Each line below should be restated word for word.

(Collected data)
Segment Open
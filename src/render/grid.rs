//! Device card grid.

use crate::metrics::DeviceMetric;
use crate::render::target::CardContainer;
use serde::Serialize;
use std::time::Duration;

pub const NO_DEVICE_MESSAGE: &str = "No GPU detected";
/// Entrance delay added per card index.
pub const STAGGER: Duration = Duration::from_millis(60);

#[derive(Clone, Debug, Default, PartialEq, Serialize)]
#[serde(tag = "kind", rename_all = "snake_case")]
pub enum GridContent {
    /// Nothing rendered yet.
    #[default]
    Empty,
    Placeholder { message: String },
    Cards { cards: Vec<DeviceCard> },
}

impl GridContent {
    pub fn cards(&self) -> &[DeviceCard] {
        match self {
            GridContent::Cards { cards } => cards,
            _ => &[],
        }
    }
}

#[derive(Clone, Debug, PartialEq, Serialize)]
pub struct DeviceCard {
    pub name: String,
    pub load: String,
    pub temp: String,
    pub mem_used: String,
    pub mem_total: String,
    /// Bar widths in percent, formatted with one decimal.
    pub load_bar: String,
    pub mem_bar: String,
    #[serde(serialize_with = "as_secs")]
    pub entrance_delay: Duration,
}

impl DeviceCard {
    fn build(index: usize, device: &DeviceMetric) -> Self {
        let load = format!("{:.1}", device.load);
        let mem_used = device.mem_used.unwrap_or(0.0);
        let mem_pct = match device.mem_total {
            Some(total) if total != 0.0 => mem_used / total * 100.0,
            _ => 0.0,
        };
        Self {
            name: device.name.clone(),
            load_bar: load.clone(),
            load,
            temp: format!("{}°C", device.temp),
            mem_used: format!("{:.0} MB", mem_used),
            mem_total: format!("{:.0} MB", device.mem_total.unwrap_or(0.0)),
            mem_bar: format!("{mem_pct:.1}"),
            entrance_delay: STAGGER * index as u32,
        }
    }

    pub fn load_bar_pct(&self) -> f64 {
        self.load_bar.parse().unwrap_or(0.0)
    }

    pub fn mem_bar_pct(&self) -> f64 {
        self.mem_bar.parse().unwrap_or(0.0)
    }
}

fn as_secs<S: serde::Serializer>(d: &Duration, s: S) -> Result<S::Ok, S::Error> {
    s.serialize_f64(d.as_secs_f64())
}

/// Replaces the container's content with one card per device, or with the
/// placeholder when there are none.
pub fn render_devices(container: &mut CardContainer, devices: Option<&[DeviceMetric]>) {
    container.content = match devices {
        Some(devices) if !devices.is_empty() => GridContent::Cards {
            cards: devices
                .iter()
                .enumerate()
                .map(|(i, d)| DeviceCard::build(i, d))
                .collect(),
        },
        _ => GridContent::Placeholder {
            message: NO_DEVICE_MESSAGE.to_string(),
        },
    };
}
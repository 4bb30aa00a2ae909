use crate::dashboard::DashboardSettings;
use crate::error::ConfigError;
use crate::poll::REFRESH_MS;
use crate::render::gauge::{Thresholds, DEFAULT_CRIT, DEFAULT_WARN};
use crate::storage::SPARK_MAX;
use clap::{Parser, ValueEnum};
use std::net::IpAddr;
use std::net::SocketAddr;
use std::time::Duration;

#[derive(Clone, Debug, ValueEnum)]
pub enum Mode {
    Console,
    Web,
    Both,
}

#[derive(Clone, Debug, Parser)]
#[command(
    name = "telemetry_dashboard",
    about = "Live CPU/RAM/GPU dashboard fed by a remote metrics endpoint"
)]
pub struct Config {
    /// Base URL of the metrics server
    #[arg(long, default_value = "http://127.0.0.1:5000")]
    pub endpoint: String,

    /// Polling interval in milliseconds
    #[arg(long, default_value_t = REFRESH_MS)]
    pub refresh_ms: u64,

    /// Samples kept per trend chart
    #[arg(long, default_value_t = SPARK_MAX)]
    pub spark_capacity: usize,

    /// Gauge warning threshold (percent)
    #[arg(long, default_value_t = DEFAULT_WARN)]
    pub warn: f64,

    /// Gauge critical threshold (percent)
    #[arg(long, default_value_t = DEFAULT_CRIT)]
    pub crit: f64,

    /// Output mode (console/web/both)
    #[arg(long, value_enum, default_value_t = Mode::Console)]
    pub mode: Mode,

    /// Bind address for HTTP server
    #[arg(long, default_value = "127.0.0.1")]
    pub bind: IpAddr,

    /// HTTP server port
    #[arg(long, default_value_t = 8080)]
    pub port: u16,

    /// Per-request timeout in milliseconds
    #[arg(long, default_value_t = 10_000)]
    pub request_timeout_ms: u64,

    /// Clamp CPU/RAM samples into [0, 100]
    #[arg(long, default_value_t = false)]
    pub clamp_samples: bool,

    /// Lay out the dashboard without a CPU gauge
    #[arg(long, default_value_t = false)]
    pub no_cpu_gauge: bool,

    /// Lay out the dashboard without a RAM gauge
    #[arg(long, default_value_t = false)]
    pub no_ram_gauge: bool,
}

impl Config {
    pub fn validate(&self) -> Result<(), ConfigError> {
        if self.refresh_ms == 0 {
            return Err(ConfigError::ZeroRefresh);
        }
        if self.spark_capacity < 2 {
            return Err(ConfigError::CapacityTooSmall(self.spark_capacity));
        }
        if self.warn.is_nan() || self.crit.is_nan() || self.warn > self.crit {
            return Err(ConfigError::ThresholdOrder {
                warn: self.warn,
                crit: self.crit,
            });
        }
        if !(self.endpoint.starts_with("http://") || self.endpoint.starts_with("https://")) {
            return Err(ConfigError::Endpoint(self.endpoint.clone()));
        }
        Ok(())
    }

    pub fn interval(&self) -> Duration {
        Duration::from_millis(self.refresh_ms)
    }

    pub fn request_timeout(&self) -> Duration {
        Duration::from_millis(self.request_timeout_ms)
    }

    pub fn web_addr(&self) -> SocketAddr {
        SocketAddr::from((self.bind, self.port))
    }

    pub fn web_enabled(&self) -> bool {
        matches!(self.mode, Mode::Web | Mode::Both)
    }

    pub fn console_enabled(&self) -> bool {
        matches!(self.mode, Mode::Console | Mode::Both)
    }

    pub fn dashboard_settings(&self) -> DashboardSettings {
        DashboardSettings {
            thresholds: Thresholds {
                warn: self.warn,
                crit: self.crit,
            },
            capacity: self.spark_capacity,
            clamp_samples: self.clamp_samples,
            cpu_gauge: !self.no_cpu_gauge,
            ram_gauge: !self.no_ram_gauge,
            spark_width: None,
        }
    }
}

#[cfg(test)]
mod tests {
    use super::*;

    fn parse(args: &[&str]) -> Config {
        Config::parse_from(std::iter::once("telemetry_dashboard").chain(args.iter().copied()))
    }

    #[test]
    fn defaults_match_built_in_constants() {
        let cfg = parse(&[]);
        assert_eq!(cfg.interval(), Duration::from_millis(2000));
        assert_eq!(cfg.spark_capacity, 60);
        assert_eq!((cfg.warn, cfg.crit), (85.0, 95.0));
        assert!(cfg.console_enabled());
        assert!(!cfg.web_enabled());
        assert_eq!(cfg.validate(), Ok(()));
    }

    #[test]
    fn rejects_inverted_thresholds() {
        let cfg = parse(&["--warn", "96", "--crit", "90"]);
        assert_eq!(
            cfg.validate(),
            Err(ConfigError::ThresholdOrder {
                warn: 96.0,
                crit: 90.0
            })
        );
    }

    #[test]
    fn rejects_tiny_window_and_zero_refresh() {
        assert_eq!(
            parse(&["--spark-capacity", "1"]).validate(),
            Err(ConfigError::CapacityTooSmall(1))
        );
        assert_eq!(
            parse(&["--refresh-ms", "0"]).validate(),
            Err(ConfigError::ZeroRefresh)
        );
    }

    #[test]
    fn layout_flags_drop_gauges() {
        let settings = parse(&["--no-ram-gauge", "--mode", "both"]).dashboard_settings();
        assert!(settings.cpu_gauge);
        assert!(!settings.ram_gauge);
    }
}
Segment Closed
(Response to the exercise)
filename src/render/grid.rs
//! Device card grid.

use crate::metrics::DeviceMetric;
use crate::render::target::CardContainer;
use serde::Serialize;
use std::time::Duration;

pub const NO_DEVICE_MESSAGE: &str = "No GPU detected";
/// Entrance delay added per card index.
pub const STAGGER: Duration = Duration::from_millis(60);

#[derive(Clone, Debug, Default, PartialEq, Serialize)]
#[serde(tag = "kind", rename_all = "snake_case")]
pub enum GridContent {
    /// Nothing rendered yet.
    #[default]
    Empty,
    Placeholder { message: String },
    Cards { cards: Vec<DeviceCard> },
}

impl GridContent {
    pub fn cards(&self) -> &[DeviceCard] {
        match self {
            GridContent::Cards { cards } => cards,
            _ => &[],
        }
    }
}

#[derive(Clone, Debug, PartialEq, Serialize)]
pub struct DeviceCard {
    pub name: String,
    pub load: String,
    pub temp: String,
    pub mem_used: String,
    pub mem_total: String,
    /// Bar widths in percent, formatted with one decimal.
    pub load_bar: String,
    pub mem_bar: String,
    #[serde(serialize_with = "as_secs")]
    pub entrance_delay: Duration,
}

impl DeviceCard {
    fn build(index: usize, device: &DeviceMetric) -> Self {
        let load = format!("{:.1}", device.load);
        let mem_used = device.mem_used.unwrap_or(0.0);
        let mem_pct = match device.mem_total {
            Some(total) if total != 0.0 => mem_used / total * 100.0,
            _ => 0.0,
        };
        Self {
            name: device.name.clone(),
            load_bar: load.clone(),
            load,
            temp: format!("{}°C", device.temp),
            mem_used: format!("{:.0} MB", mem_used),
            mem_total: format!("{:.0} MB", device.mem_total.unwrap_or(0.0)),
            mem_bar: format!("{mem_pct:.1}"),
            entrance_delay: STAGGER * index as u32,
        }
    }

    pub fn load_bar_pct(&self) -> f64 {
        self.load_bar.parse().unwrap_or(0.0)
    }

    pub fn mem_bar_pct(&self) -> f64 {
        self.mem_bar.parse().unwrap_or(0.0)
    }
}

fn as_secs<S: serde::Serializer>(d: &Duration, s: S) -> Result<S::Ok, S::Error> {
    s.serialize_f64(d.as_secs_f64())
}

/// Replaces the container's content with one card per device, or with the
/// placeholder when there are none.
pub fn render_devices(container: &mut CardContainer, devices: Option<&[DeviceMetric]>) {
    container.content = match devices {
        Some(devices) if !devices.is_empty() => GridContent::Cards {
            cards: devices
                .iter()
                .enumerate()
                .map(|(i, d)| DeviceCard::build(i, d))
                .collect(),
        },
        _ => GridContent::Placeholder {
            message: NO_DEVICE_MESSAGE.to_string(),
        },
    };
}
repository 4bb30aa00a2ae909
use crate::dashboard::DashboardSettings;
use crate::error::ConfigError;
use crate::poll::REFRESH_MS;
use crate::render::gauge::{Thresholds, DEFAULT_CRIT, DEFAULT_WARN};
use crate::storage::SPARK_MAX;
use clap::{Parser, ValueEnum};
use std::net::IpAddr;
use std::net::SocketAddr;
use std::time::Duration;

#[derive(Clone, Debug, ValueEnum)]
pub enum Mode {
    Console,
    Web,
    Both,
}

#[derive(Clone, Debug, Parser)]
#[command(
    name = "telemetry_dashboard",
    about = "Live CPU/RAM/GPU dashboard fed by a remote metrics endpoint"
)]
pub struct Config {
    /// Base URL of the metrics server
    #[arg(long, default_value = "http://127.0.0.1:5000")]
    pub endpoint: String,

    /// Polling interval in milliseconds
    #[arg(long, default_value_t = REFRESH_MS)]
    pub refresh_ms: u64,

    /// Samples kept per trend chart
    #[arg(long, default_value_t = SPARK_MAX)]
    pub spark_capacity: usize,

    /// Gauge warning threshold (percent)
    #[arg(long, default_value_t = DEFAULT_WARN)]
    pub warn: f64,

    /// Gauge critical threshold (percent)
    #[arg(long, default_value_t = DEFAULT_CRIT)]
    pub crit: f64,

    /// Output mode (console/web/both)
    #[arg(long, value_enum, default_value_t = Mode::Console)]
    pub mode: Mode,

    /// Bind address for HTTP server
    #[arg(long, default_value = "127.0.0.1")]
    pub bind: IpAddr,

    /// HTTP server port
    #[arg(long, default_value_t = 8080)]
    pub port: u16,

    /// Per-request timeout in milliseconds
    #[arg(long, default_value_t = 10_000)]
    pub request_timeout_ms: u64,

    /// Clamp CPU/RAM samples into [0, 100]
    #[arg(long, default_value_t = false)]
    pub clamp_samples: bool,

    /// Lay out the dashboard without a CPU gauge
    #[arg(long, default_value_t = false)]
    pub no_cpu_gauge: bool,

    /// Lay out the dashboard without a RAM gauge
    #[arg(long, default_value_t = false)]
    pub no_ram_gauge: bool,
}

impl Config {
    pub fn validate(&self) -> Result<(), ConfigError> {
        if self.refresh_ms == 0 {
            return Err(ConfigError::ZeroRefresh);
        }
        if self.spark_capacity < 2 {
            return Err(ConfigError::CapacityTooSmall(self.spark_capacity));
        }
        if self.warn.is_nan() || self.crit.is_nan() || self.warn > self.crit {
            return Err(ConfigError::ThresholdOrder {
                warn: self.warn,
                crit: self.crit,
            });
        }
        if !(self.endpoint.starts_with("http://") || self.endpoint.starts_with("https://")) {
            return Err(ConfigError::Endpoint(self.endpoint.clone()));
        }
        Ok(())
    }

    pub fn interval(&self) -> Duration {
        Duration::from_millis(self.refresh_ms)
    }

    pub fn request_timeout(&self) -> Duration {
        Duration::from_millis(self.request_timeout_ms)
    }

    pub fn web_addr(&self) -> SocketAddr {
        SocketAddr::from((self.bind, self.port))
    }

    pub fn web_enabled(&self) -> bool {
        matches!(self.mode, Mode::Web | Mode::Both)
    }

    pub fn console_enabled(&self) -> bool {
        matches!(self.mode, Mode::Console | Mode::Both)
    }

    pub fn dashboard_settings(&self) -> DashboardSettings {
        DashboardSettings {
            thresholds: Thresholds {
                warn: self.warn,
                crit: self.crit,
            },
            capacity: self.spark_capacity,
            clamp_samples: self.clamp_samples,
            cpu_gauge: !self.no_cpu_gauge,
            ram_gauge: !self.no_ram_gauge,
            spark_width: None,
        }
    }
}

#[cfg(test)]
mod tests {
    use super::*;

    fn parse(args: &[&str]) -> Config {
        Config::parse_from(std::iter::once("telemetry_dashboard").chain(args.iter().copied()))
    }

    #[test]
    fn defaults_match_built_in_constants() {
        let cfg = parse(&[]);
        assert_eq!(cfg.interval(), Duration::from_millis(2000));
        assert_eq!(cfg.spark_capacity, 60);
        assert_eq!((cfg.warn, cfg.crit), (85.0, 95.0));
        assert!(cfg.console_enabled());
        assert!(!cfg.web_enabled());
        assert_eq!(cfg.validate(), Ok(()));
    }

    #[test]
    fn rejects_inverted_thresholds() {
        let cfg = parse(&["--warn", "96", "--crit", "90"]);
        assert_eq!(
            cfg.validate(),
            Err(ConfigError::ThresholdOrder {
                warn: 96.0,
                crit: 90.0
            })
        );
    }

    #[test]
    fn rejects_tiny_window_and_zero_refresh() {
        assert_eq!(
            parse(&["--spark-capacity", "1"]).validate(),
            Err(ConfigError::CapacityTooSmall(1))
        );
        assert_eq!(
            parse(&["--refresh-ms", "0"]).validate(),
            Err(ConfigError::ZeroRefresh)
        );
    }

    #[test]
    fn layout_flags_drop_gauges() {
        let settings = parse(&["--no-ram-gauge", "--mode", "both"]).dashboard_settings();
        assert!(settings.cpu_gauge);
        assert!(!settings.ram_gauge);
    }
}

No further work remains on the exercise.